* [Exercise objective]: Filter the listing below, keeping only the lines with the word "Copy".

* [Extracted material]:
■ ■ ■ ■ ■ ■ ■
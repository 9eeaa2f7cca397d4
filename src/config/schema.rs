use serde::{Deserialize, Serialize};
use std::collections::BTreeMap;
use std::path::PathBuf;

use crate::cost::{EfficiencyWeights, PriceTable};
use crate::results::Price;
use crate::scoring::{SubjectFilter, SubjectHierarchy};

#[derive(Debug, Default, Deserialize, Serialize, PartialEq)]
pub struct Config {
    /// Exported result dataset (JSON array of result records)
    #[serde(default)]
    pub results: Option<PathBuf>,

    /// Token usage per model (JSON object)
    #[serde(default)]
    pub token_usage: Option<PathBuf>,

    /// Default subject filter tokens, e.g. ["국어-화작", "수학"]
    #[serde(default)]
    pub filter: Vec<String>,

    /// Rename model identifiers at load time (dataset name -> display name)
    #[serde(default)]
    pub model_aliases: BTreeMap<String, String>,

    /// Prices in $ per 1M tokens, overriding prices found in the dataset
    #[serde(default)]
    pub prices: BTreeMap<String, Price>,

    /// Subject hierarchy (defaults to the CSAT layout)
    #[serde(default)]
    pub scoring: Option<SubjectHierarchy>,

    #[serde(default)]
    pub efficiency: Option<EfficiencyWeights>,
}

impl Config {
    pub fn hierarchy(&self) -> SubjectHierarchy {
        self.scoring.clone().unwrap_or_default()
    }

    pub fn efficiency(&self) -> EfficiencyWeights {
        self.efficiency.unwrap_or_default()
    }

    pub fn price_overrides(&self) -> PriceTable {
        PriceTable::from(self.prices.clone())
    }

    pub fn default_filter(&self) -> SubjectFilter {
        SubjectFilter::from_tokens(&self.filter)
    }
}
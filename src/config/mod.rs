mod schema;

pub use schema::Config;

use anyhow::{Context, Result};
use std::fs;
use std::path::PathBuf;

/// Get the config directory path (~/.config/csat-bro/)
pub fn get_config_dir() -> Option<PathBuf> {
    dirs::home_dir().map(|home| home.join(".config").join("csat-bro"))
}

/// Get the default config file path (~/.config/csat-bro/config.yaml)
pub fn get_config_path() -> Option<PathBuf> {
    get_config_dir().map(|dir| dir.join("config.yaml"))
}

/// Load configuration from a YAML file
///
/// # Arguments
///
/// * `path` - Optional path to config file. If None, uses the default path
///   (~/.config/csat-bro/config.yaml) and falls back to built-in defaults when
///   that file does not exist.
///
/// # Errors
///
/// Returns an error if:
/// - An explicitly given config file does not exist
/// - The config file cannot be read
/// - The YAML cannot be parsed
pub fn load_config(path: Option<PathBuf>) -> Result<Config> {
    let config_path = match path {
        Some(p) => {
            if !p.exists() {
                anyhow::bail!("Config file not found at {}", p.display());
            }
            p
        }
        None => match get_config_path() {
            Some(p) if p.exists() => p,
            _ => {
                tracing::debug!("no config file, using defaults");
                return Ok(Config::default());
            }
        },
    };

    let config_content = fs::read_to_string(&config_path)
        .with_context(|| format!("Failed to read config file at {}", config_path.display()))?;

    let config: Config = serde_saphyr::from_str(&config_content).with_context(|| {
        format!("Failed to parse config: invalid YAML in {}", config_path.display())
    })?;

    tracing::debug!(path = %config_path.display(), "loaded config");
    Ok(config)
}
//! # Listing Module
//!
//! Data model and the pure list transformations behind the browser.
//!
//! ## Overview
//!
//! - [`model`] - [`Listing`] and [`CompanyScale`]
//! - [`age`] - posting-age buckets derived from the current time
//! - [`clock`] - injectable "now"
//! - [`pipeline`] - filter, sort and paginate
//! - [`source`] - where listings come from (mock data or a JSON file)

pub mod age;
pub mod clock;
pub mod mock;
pub mod model;
pub mod pipeline;
pub mod source;

pub use age::AgeBucket;
pub use clock::{Clock, FixedClock, SystemClock, DAY_MS};
pub use model::{CompanyScale, Listing};
pub use pipeline::{derive, Derived, FilterCriteria, Query, SortKey, PAGE_SIZE};
pub use source::{JsonFileSource, ListingSource, MockSource, SourceError};
//! Wall-clock access for age derivation.
//!
//! Age buckets are recomputed from "now" on every filter pass, so the current
//! time is injected rather than read ad hoc. Tests pin it with [`FixedClock`].

use chrono::Utc;

/// Milliseconds in one day.
pub const DAY_MS: i64 = 24 * 60 * 60 * 1000;

pub trait Clock {
    /// Current time in epoch milliseconds.
    fn now_millis(&self) -> i64;
}

/// The real clock.
#[derive(Debug, Clone, Copy, Default)]
pub struct SystemClock;

impl Clock for SystemClock {
    fn now_millis(&self) -> i64 {
        Utc::now().timestamp_millis()
    }
}

/// A clock stuck at one instant.
#[derive(Debug, Clone, Copy, PartialEq, Eq)]
pub struct FixedClock(pub i64);

impl Clock for FixedClock {
    fn now_millis(&self) -> i64 {
        self.0
    }
}
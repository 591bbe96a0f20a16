//! File logging.
//!
//! The TUI owns the terminal, so log lines go to
//! `<data dir>/chronicle/logs/chronicle.log` through a non-blocking writer.
//! `RUST_LOG` overrides the level given on the command line.

use anyhow::{Context, Result};
use std::fs::{self, OpenOptions};
use std::path::{Path, PathBuf};
use tracing_appender::non_blocking::WorkerGuard;
use tracing_subscriber::layer::SubscriberExt;
use tracing_subscriber::util::SubscriberInitExt;
use tracing_subscriber::{fmt, EnvFilter};

pub const LOG_FILE_NAME: &str = "chronicle.log";

/// Keep alive for the whole run. Dropping it flushes the log file.
pub struct LoggingGuard {
    _file_guard: WorkerGuard,
    pub log_path: PathBuf,
}

/// Default log directory.
pub fn log_dir() -> Result<PathBuf> {
    let dirs = directories::ProjectDirs::from("", "", "chronicle")
        .context("Could not determine data directory")?;
    Ok(dirs.data_dir().join("logs"))
}

pub fn init(level: &str) -> Result<LoggingGuard> {
    init_in(&log_dir()?, level)
}

/// Install the global subscriber, writing to `dir`.
pub fn init_in(dir: &Path, level: &str) -> Result<LoggingGuard> {
    fs::create_dir_all(dir)
        .with_context(|| format!("Failed to create log directory: {}", dir.display()))?;

    let log_path = dir.join(LOG_FILE_NAME);
    let file = OpenOptions::new()
        .create(true)
        .append(true)
        .open(&log_path)
        .with_context(|| format!("Failed to open log file: {}", log_path.display()))?;

    let (writer, file_guard) = tracing_appender::non_blocking(file);

    let env_filter = EnvFilter::try_from_default_env()
        .or_else(|_| EnvFilter::try_new(level))
        .with_context(|| format!("Invalid log level: {level}"))?;

    let file_layer = fmt::layer()
        .with_writer(writer)
        .with_ansi(false)
        .with_target(true)
        .with_level(true)
        .with_thread_ids(false);

    tracing_subscriber::registry()
        .with(env_filter)
        .with(file_layer)
        .try_init()
        .context("Logging already initialized")?;

    tracing::info!(log_path = %log_path.display(), "Logging initialized");

    Ok(LoggingGuard {
        _file_guard: file_guard,
        log_path,
    })
}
■ ■ ■ ■ ■ ■ ■
* [Exercise solution]:
#[derive(Debug, Clone, Copy, Default)]
#[derive(Debug, Clone, Copy, PartialEq, Eq)]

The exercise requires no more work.